Input records =>
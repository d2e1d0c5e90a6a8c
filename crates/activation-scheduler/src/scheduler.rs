//! Evaluate-and-flip scheduler

use crate::clock::Clock;
use crate::host::DetectionHost;
use crate::source::ScheduleSource;
use crate::window::ScheduleWindow;
use serde::Serialize;
use std::future::Future;
use std::sync::Arc;
use std::time::Duration;
use tokio::sync::{watch, Mutex};
use tokio::task::JoinHandle;
use tokio::time::{interval_at, Instant, MissedTickBehavior};
use tracing::{debug, info, warn};

/// How long `shutdown` waits for a timer task before aborting it
const SHUTDOWN_GRACE: Duration = Duration::from_secs(2);

/// Scheduler timing
#[derive(Debug, Clone)]
pub struct SchedulerConfig {
    /// Evaluate-and-flip period (default: 1 h)
    pub evaluate_every: Duration,
    /// Window reload period (default: 6 h)
    pub reload_every: Duration,
}

impl Default for SchedulerConfig {
    fn default() -> Self {
        Self {
            evaluate_every: Duration::from_secs(60 * 60),
            reload_every: Duration::from_secs(6 * 60 * 60),
        }
    }
}

/// Point-in-time view of the scheduler
#[derive(Debug, Clone, Serialize)]
pub struct SchedulerStatus {
    pub running: bool,
    pub detection_active: bool,
    pub window: ScheduleWindow,
    pub last_evaluated_hour: Option<u32>,
}

struct CoreState {
    window: ScheduleWindow,
    detection_active: bool,
    last_evaluated_hour: Option<u32>,
}

/// Everything the timer tasks share. Every read-act-write of
/// `detection_active` happens under `state`.
struct Core {
    source: Arc<dyn ScheduleSource>,
    host: Arc<dyn DetectionHost>,
    clock: Arc<dyn Clock>,
    state: Mutex<CoreState>,
}

impl Core {
    async fn evaluate(&self) {
        let mut state = self.state.lock().await;
        self.evaluate_locked(&mut state).await;
    }

    /// Re-fetch the window. Re-evaluates when it changed, or always with `force`.
    async fn reload(&self, force: bool) {
        let mut state = self.state.lock().await;

        let changed = match self.source.fetch().await {
            Ok(window) if window != state.window => {
                info!("Schedule window changed: {} -> {}", state.window, window);
                state.window = window;
                true
            }
            Ok(_) => {
                debug!("Schedule window unchanged ({})", state.window);
                false
            }
            Err(e) => {
                warn!("Schedule reload failed, keeping {}: {}", state.window, e);
                false
            }
        };

        if changed || force {
            self.evaluate_locked(&mut state).await;
        }
    }

    async fn evaluate_locked(&self, state: &mut CoreState) {
        let hour = self.clock.current_hour();
        state.last_evaluated_hour = Some(hour);
        let inside = state.window.is_active_hour(hour);

        match (inside, state.detection_active) {
            (true, false) => match self.host.start_detection().await {
                Ok(()) => {
                    info!("Hour {} inside {}: camera detection on", hour, state.window);
                    state.detection_active = true;
                }
                Err(e) => warn!("Camera detection failed to start, retrying next tick: {}", e),
            },
            (false, true) => {
                info!("Hour {} outside {}: camera detection off", hour, state.window);
                self.host.stop_detection().await;
                state.detection_active = false;
            }
            _ => debug!("Hour {}: detection active = {}, nothing to do", hour, state.detection_active),
        }
    }

    async fn flip_off(&self) {
        let mut state = self.state.lock().await;
        if state.detection_active {
            info!("Final flip-off of camera detection");
            self.host.stop_detection().await;
            state.detection_active = false;
        }
    }
}

struct Timers {
    shutdown: watch::Sender<bool>,
    tasks: Vec<JoinHandle<()>>,
}

/// Clock-driven switch for camera detection
pub struct ActivationScheduler {
    core: Arc<Core>,
    config: SchedulerConfig,
    timers: Mutex<Option<Timers>>,
}

impl ActivationScheduler {
    pub fn new(
        source: Arc<dyn ScheduleSource>,
        host: Arc<dyn DetectionHost>,
        clock: Arc<dyn Clock>,
        config: SchedulerConfig,
    ) -> Self {
        Self {
            core: Arc::new(Core {
                source,
                host,
                clock,
                state: Mutex::new(CoreState {
                    window: ScheduleWindow::default(),
                    detection_active: false,
                    last_evaluated_hour: None,
                }),
            }),
            config,
            timers: Mutex::new(None),
        }
    }

    /// Load the window, evaluate now and arm both timers. No-op when running.
    pub async fn start(&self) {
        let mut timers = self.timers.lock().await;
        if timers.is_some() {
            debug!("Activation scheduler already running");
            return;
        }

        info!(
            "Starting activation scheduler (evaluate every {:?}, reload every {:?})",
            self.config.evaluate_every, self.config.reload_every
        );
        self.core.reload(true).await;

        let (shutdown, shutdown_rx) = watch::channel(false);
        let evaluate = {
            let core = Arc::clone(&self.core);
            spawn_timer("evaluate", self.config.evaluate_every, shutdown_rx.clone(), move || {
                let core = Arc::clone(&core);
                async move { core.evaluate().await }
            })
        };
        let reload = {
            let core = Arc::clone(&self.core);
            spawn_timer("reload", self.config.reload_every, shutdown_rx, move || {
                let core = Arc::clone(&core);
                async move { core.reload(false).await }
            })
        };

        *timers = Some(Timers {
            shutdown,
            tasks: vec![evaluate, reload],
        });
    }

    /// Cancel both timers and switch detection off. Safe to call repeatedly.
    pub async fn shutdown(&self) {
        if let Some(timers) = self.timers.lock().await.take() {
            info!("Stopping activation scheduler");
            let _ = timers.shutdown.send(true);
            for mut task in timers.tasks {
                if tokio::time::timeout(SHUTDOWN_GRACE, &mut task).await.is_err() {
                    warn!("Scheduler timer did not stop within {:?}, aborting", SHUTDOWN_GRACE);
                    task.abort();
                }
            }
        }
        self.core.flip_off().await;
    }

    /// Evaluate the current hour right away
    pub async fn evaluate_now(&self) {
        self.core.evaluate().await;
    }

    /// Reload the window right away
    pub async fn reload_now(&self) {
        self.core.reload(false).await;
    }

    pub async fn status(&self) -> SchedulerStatus {
        let running = self.timers.lock().await.is_some();
        let state = self.core.state.lock().await;
        SchedulerStatus {
            running,
            detection_active: state.detection_active,
            window: state.window,
            last_evaluated_hour: state.last_evaluated_hour,
        }
    }
}
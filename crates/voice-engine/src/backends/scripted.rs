//! In-memory engines driven by the caller
//!
//! Used by tests and demos to inject utterances and observe speech without
//! audio hardware.

use crate::engine::{RecognitionEngine, SynthesisEngine, UtteranceSink};
use crate::VoiceError;
use async_trait::async_trait;
use std::sync::atomic::{AtomicBool, AtomicUsize, Ordering};
use std::sync::Mutex;

/// Recognizer whose utterances come from [`ScriptedRecognizer::say`]
#[derive(Default)]
pub struct ScriptedRecognizer {
    fail_init: bool,
    sink: Mutex<Option<UtteranceSink>>,
    vocabulary: Mutex<Option<Vec<String>>>,
    starts: AtomicUsize,
    shut_down: AtomicBool,
}

impl ScriptedRecognizer {
    pub fn new() -> Self {
        Self::default()
    }

    /// Recognizer whose `init` always fails
    pub fn failing() -> Self {
        Self {
            fail_init: true,
            ..Self::default()
        }
    }

    /// Deliver `text` as a final utterance. False when not listening.
    pub fn say(&self, text: &str) -> bool {
        match self.sink.lock() {
            Ok(sink) => sink.as_ref().map(|s| s.send(text.to_string()).is_ok()).unwrap_or(false),
            Err(_) => false,
        }
    }

    pub fn is_listening(&self) -> bool {
        self.sink.lock().map(|s| s.is_some()).unwrap_or(false)
    }

    /// Times `start_listening` succeeded
    pub fn start_count(&self) -> usize {
        self.starts.load(Ordering::SeqCst)
    }

    /// Current vocabulary constraint
    pub fn vocabulary(&self) -> Option<Vec<String>> {
        self.vocabulary.lock().ok().and_then(|v| v.clone())
    }

    pub fn is_shut_down(&self) -> bool {
        self.shut_down.load(Ordering::SeqCst)
    }
}

#[async_trait]
impl RecognitionEngine for ScriptedRecognizer {
    fn name(&self) -> &str {
        "scripted"
    }

    async fn init(&self) -> Result<(), VoiceError> {
        if self.fail_init {
            return Err(VoiceError::EngineInit("scripted failure".into()));
        }
        Ok(())
    }

    fn start_listening(&self, sink: UtteranceSink) -> Result<(), VoiceError> {
        let mut slot = self
            .sink
            .lock()
            .map_err(|_| VoiceError::Recognition("sink poisoned".into()))?;
        *slot = Some(sink);
        self.starts.fetch_add(1, Ordering::SeqCst);
        Ok(())
    }

    fn stop_listening(&self) {
        if let Ok(mut slot) = self.sink.lock() {
            slot.take();
        }
    }

    fn set_vocabulary(&self, words: Option<&[String]>) -> Result<(), VoiceError> {
        let mut vocabulary = self
            .vocabulary
            .lock()
            .map_err(|_| VoiceError::Recognition("vocabulary poisoned".into()))?;
        *vocabulary = words.map(<[String]>::to_vec);
        Ok(())
    }

    async fn shutdown(&self) {
        self.stop_listening();
        self.shut_down.store(true, Ordering::SeqCst);
    }
}

/// Synthesizer that records every request.
/// Urgent speech is recorded with a leading `!`.
#[derive(Default)]
pub struct RecordingSynthesizer {
    fail_init: bool,
    spoken: Mutex<Vec<String>>,
    shut_down: AtomicBool,
}

impl RecordingSynthesizer {
    pub fn new() -> Self {
        Self::default()
    }

    pub fn failing() -> Self {
        Self {
            fail_init: true,
            ..Self::default()
        }
    }

    pub fn spoken(&self) -> Vec<String> {
        self.spoken.lock().map(|s| s.clone()).unwrap_or_default()
    }

    pub fn is_shut_down(&self) -> bool {
        self.shut_down.load(Ordering::SeqCst)
    }

    fn record(&self, entry: String) {
        if let Ok(mut spoken) = self.spoken.lock() {
            spoken.push(entry);
        }
    }
}

#[async_trait]
impl SynthesisEngine for RecordingSynthesizer {
    fn name(&self) -> &str {
        "recording"
    }

    async fn init(&self) -> Result<(), VoiceError> {
        if self.fail_init {
            return Err(VoiceError::EngineInit("recording failure".into()));
        }
        Ok(())
    }

    fn speak(&self, text: &str) -> Result<(), VoiceError> {
        self.record(text.to_string());
        Ok(())
    }

    fn speak_urgent(&self, text: &str) -> Result<(), VoiceError> {
        self.record(format!("!{}", text));
        Ok(())
    }

    fn stop(&self) {}

    fn set_rate(&self, _rate: f32) {}

    fn set_volume(&self, _volume: f32) {}

    async fn shutdown(&self) {
        self.shut_down.store(true, Ordering::SeqCst);
    }
}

What is expected =>
Please report how many lines of the material above contain the string "speech", with no other words.

Written solution =>
2